Oggi è Shabbat Sheqalim in cui si annuncia Rosh Chodesh Adar: abbiamo letto nel secondo Sefer il brano relativo alla Mitzwah di portare mezzo Sheqel che ai tempi del Bet ha-Miqdash si raccoglieva ogni anno nel mese di Adar per l’acquisto dei sacrifici pubblici, il cui nuovo anno decorreva a partire da Nissan. Perché proprio mezzo Sheqel a testa? Molte sono le spiegazioni: qui mi concentrerò su tre. 1) La Torah spiega la donazione come espiazione per il peccato del Vitello d’Oro.

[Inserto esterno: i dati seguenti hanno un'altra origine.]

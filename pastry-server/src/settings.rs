use serde::{Deserialize, Serialize};
use std::net::SocketAddr;
use std::path::Path;

/// Every knob spec.md §6 names, plus the two this workspace's expansion
/// adds (`region_penalty`, `bootstrap`). Loaded in layers: compiled-in
/// defaults, then an optional YAML file, then `PASTRY_*` environment
/// variables.
#[derive(Debug, Clone, Serialize, Deserialize)]
#[serde(default)]
pub struct Settings {
    pub region: String,
    pub region_penalty: i64,
    pub local_addr: String,
    pub global_addr: String,
    pub listen_port: u16,
    pub heartbeat_interval_secs: u32,
    pub network_timeout_secs: u64,
    pub log_level: LogLevel,
    /// Shared-secret credential bytes; `None` means allow-all. Stored as a
    /// UTF-8 string in config files/env, converted to bytes at startup.
    pub credentials: Option<String>,
    /// Seed addresses to `join()` against at startup, tried in order until
    /// one succeeds (or all fail, which is not itself fatal — a node may be
    /// the first in its ring).
    pub bootstrap: Vec<String>,
}

#[derive(Debug, Clone, Copy, PartialEq, Eq, Serialize, Deserialize, Default)]
#[serde(rename_all = "lowercase")]
pub enum LogLevel {
    Debug,
    #[default]
    Warn,
    Error,
}

impl LogLevel {
    pub fn as_filter(&self) -> &'static str {
        match self {
            LogLevel::Debug => "debug",
            LogLevel::Warn => "warn",
            LogLevel::Error => "error",
        }
    }
}

impl Default for Settings {
    fn default() -> Self {
        Self {
            region: "default".into(),
            region_penalty: pastry_core::DEFAULT_REGION_PENALTY,
            local_addr: "127.0.0.1:34001".into(),
            global_addr: "127.0.0.1:34001".into(),
            listen_port: 34001,
            heartbeat_interval_secs: 300,
            network_timeout_secs: 5,
            log_level: LogLevel::Warn,
            credentials: None,
            bootstrap: Vec::new(),
        }
    }
}

impl Settings {
    /// Build layered settings: compiled-in defaults, an optional YAML file
    /// at `config_path` (skipped entirely if absent — a missing file is
    /// not an error, since the defaults plus env/CLI overrides are often
    /// enough for a quick local node), then `PASTRY_*` environment
    /// variables (double-underscore separated, e.g. `PASTRY_LISTEN_PORT`).
    pub fn load(config_path: Option<&Path>) -> Result<Self, config::ConfigError> {
        let mut builder = config::Config::builder()
            .add_source(config::Config::try_from(&Settings::default())?);

        if let Some(path) = config_path {
            if path.exists() {
                builder = builder.add_source(config::File::from(path.to_path_buf()));
            }
        }

        builder = builder.add_source(
            config::Environment::with_prefix("PASTRY")
                .separator("__")
                .try_parsing(true),
        );

        builder.build()?.try_deserialize()
    }

    pub fn bind_addr(&self) -> Result<SocketAddr, std::net::AddrParseError> {
        format!("0.0.0.0:{}", self.listen_port).parse()
    }

    pub fn credential_bytes(&self) -> Vec<u8> {
        self.credentials
            .as_ref()
            .map(|s| s.as_bytes().to_vec())
            .unwrap_or_default()
    }
}

#[cfg(test)]
mod tests {
    use super::*;

    #[test]
    fn defaults_parse_into_a_bind_addr() {
        let settings = Settings::default();
        assert!(settings.bind_addr().is_ok());
    }

    #[test]
    fn load_with_no_file_falls_back_to_defaults() {
        let settings = Settings::load(None).unwrap();
        assert_eq!(settings.region, "default");
        assert_eq!(settings.listen_port, 34001);
    }

    #[test]
    fn load_reads_overrides_from_a_yaml_file() {
        let dir = tempfile::tempdir().unwrap();
        let path = dir.path().join("pastry.yaml");
        std::fs::write(&path, "region: east\nlisten_port: 40000\n").unwrap();

        let settings = Settings::load(Some(&path)).unwrap();
        assert_eq!(settings.region, "east");
        assert_eq!(settings.listen_port, 40000);
        // untouched fields keep their defaults
        assert_eq!(settings.heartbeat_interval_secs, 300);
    }
}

Narra il Midrash che al Vitello d’Oro parteciparono solo gli uomini e non le donne. Ecco perché le donne sono esenti dal portare il Machatzit ha-Sheqel (oltre al fatto che si tratta di un precetto positivo legato al tempo). Il Machatzit ha-Sheqel simboleggia a sua volta l’espiazione richiesta solo per metà del popolo.
2) A trasgredire è solo una metà di noi, la nostra esteriorità. L’interiorità è integra per definizione. Questo fatto è simboleggiato dal mezzo Sheqel. Attenzione perciò a non bollare il trasgressore come tale quando si esegue la Mitzwah di ammonirlo. Si rischia di confermarlo nella sua idea anziché di correggerlo. Come se gli dicessimo: “Sei un peccatore per natura, senza possibilità di recupero”. Non è vero: ciascuno di noi, quando commette una trasgressione, cede solo a una parte di sé. Solo facendo leva sulla parte buona, anziché su quella “cattiva”, possiamo sperare di ricondurlo sulla retta via. E’ quanto scrive il versetto (Wayqrà 19,17, secondo un’interpretazione): “Ammonisci il tuo prossimo, ma non attribuirgli il peccato”, cioè: non dirgli che è un peccatore.
3) Ma è possibile un’altra spiegazione. Il valore numerico di Sheqel è 430, pari al numero degli anni che, secondo un versetto, avrebbe dovuto durare la schiavitù d’Egitto. Come è noto essa fu dimezzata per vari motivi. Il mezzo Sheqel potrebbe avere una relazione con questo. Ma come possiamo dimostrare l’esistenza di un legame fra lo Sheqel e l’Egitto? C’è una discussione fra i Maestri della Mishnah se Leviim e Kohanim erano tenuti anch’essi al versamento del Machatzit ha-Sheqel. Secondo un’opinione no, per due motivi. Il primo è che si temeva una sorta di conflitto di interessi. Si temeva cioè che la classe sacerdotale non accettasse di tutto cuore il versamento fatto a favore dell’erario del Tempio e che perciò potesse ancora considerare i sacrifici acquistati con quei soldi come una proprietà sua personale anziché come sacrifici pubblici. In secondo luogo il versetto dice che il contributo doveva essere versato da tutti i censiti dai vent’anni in su (kol ha-‘over ‘al ha-pequdim mi-ben ‘esrim shanah wa-ma’lah), mentre i Leviti erano censiti a partire dall’età di un mese, dunque in modo diverso. L’altra opinione sostiene invece che anche i Kohanim versavano il Machatzit ha-Sheqel. Risolve la prima difficoltà asserendo che essi firmavano una sorta di liberatoria con cui scaricavano ogni rivendicazione di proprietà dalla moneta versata che entrava così nell’erario pubblico a tutti gli effetti. Quanto alla seconda, si interpreta kol ha-‘over in modo diverso: il versetto comprenderebbe tutti coloro che hanno attraversato il Mar Rosso, includendo dunque anche Leviti e Kohanim. La Halakhah segue questa opinione e dimostra l’esistenza di una relazione del Machatzit ha-Sheqel con l’Uscita dall’Egitto.
Quale aspetto verrebbe valorizzato dal Machatzit ha-Sheqel? Forse il fatto di aver goduto della Bizzat ha-Yam, il bottino degli egiziani morti nel mare che D. fece trovare la mattina successiva ai Figli d’Israele. E’ vero che me-‘iqqar ha-din essi non avrebbero dovuto restituire nulla, ma per essere più che corretti fu loro richiesto di contribuire. Versando a chi, dal momento che i legittimi proprietari erano morti? Quando il proprietario non è più rintracciabile si restituisce al S.B., presumendo che questa scelta sia bene accetta da tutti. Ecco come il Machatzit ha-Sheqel risponderebbe a questo scopo.